RECORDED INFORMATION:
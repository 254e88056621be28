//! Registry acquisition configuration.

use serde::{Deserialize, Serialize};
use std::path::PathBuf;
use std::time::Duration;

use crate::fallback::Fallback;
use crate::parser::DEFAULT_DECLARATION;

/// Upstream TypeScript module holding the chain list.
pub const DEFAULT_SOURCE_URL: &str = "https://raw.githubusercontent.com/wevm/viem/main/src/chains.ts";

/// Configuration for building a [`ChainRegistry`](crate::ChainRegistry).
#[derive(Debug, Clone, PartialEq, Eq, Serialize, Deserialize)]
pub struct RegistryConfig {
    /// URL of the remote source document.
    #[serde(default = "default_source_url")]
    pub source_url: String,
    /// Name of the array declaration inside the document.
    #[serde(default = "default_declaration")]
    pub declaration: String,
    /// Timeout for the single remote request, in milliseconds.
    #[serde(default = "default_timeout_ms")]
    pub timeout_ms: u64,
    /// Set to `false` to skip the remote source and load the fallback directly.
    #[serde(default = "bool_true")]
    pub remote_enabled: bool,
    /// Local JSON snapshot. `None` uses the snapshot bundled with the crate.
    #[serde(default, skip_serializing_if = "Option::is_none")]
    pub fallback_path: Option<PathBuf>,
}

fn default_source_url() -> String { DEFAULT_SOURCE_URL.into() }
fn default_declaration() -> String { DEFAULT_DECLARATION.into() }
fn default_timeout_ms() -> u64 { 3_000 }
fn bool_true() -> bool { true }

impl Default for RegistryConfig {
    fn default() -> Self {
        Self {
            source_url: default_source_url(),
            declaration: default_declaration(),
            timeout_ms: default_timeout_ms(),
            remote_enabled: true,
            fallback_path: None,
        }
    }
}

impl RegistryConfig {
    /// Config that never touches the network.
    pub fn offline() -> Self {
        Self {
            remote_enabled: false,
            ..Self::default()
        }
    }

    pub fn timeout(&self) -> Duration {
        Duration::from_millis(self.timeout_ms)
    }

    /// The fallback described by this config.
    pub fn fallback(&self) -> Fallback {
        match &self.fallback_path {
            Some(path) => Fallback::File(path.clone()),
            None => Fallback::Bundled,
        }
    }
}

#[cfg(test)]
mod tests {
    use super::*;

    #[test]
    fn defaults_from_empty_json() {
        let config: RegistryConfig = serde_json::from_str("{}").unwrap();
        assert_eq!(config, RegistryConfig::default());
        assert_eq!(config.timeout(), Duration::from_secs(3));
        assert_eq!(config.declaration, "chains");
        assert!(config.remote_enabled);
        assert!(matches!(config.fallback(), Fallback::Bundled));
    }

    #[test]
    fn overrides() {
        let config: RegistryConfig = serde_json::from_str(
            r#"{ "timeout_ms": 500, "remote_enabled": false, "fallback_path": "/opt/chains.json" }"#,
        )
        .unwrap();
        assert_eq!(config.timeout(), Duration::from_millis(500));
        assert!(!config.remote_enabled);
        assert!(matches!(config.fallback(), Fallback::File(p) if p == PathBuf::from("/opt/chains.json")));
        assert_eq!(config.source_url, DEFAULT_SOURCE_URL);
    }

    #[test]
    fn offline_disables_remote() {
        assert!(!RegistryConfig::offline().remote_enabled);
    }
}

EXERCISE INSTRUCTIONS: Go through the material and copy each line in which the word "matches" occurs.

REPLY TO THE EXERCISE:
        assert!(matches!(config.fallback(), Fallback::Bundled));
        assert!(matches!(config.fallback(), Fallback::File(p) if p == PathBuf::from("/opt/chains.json")));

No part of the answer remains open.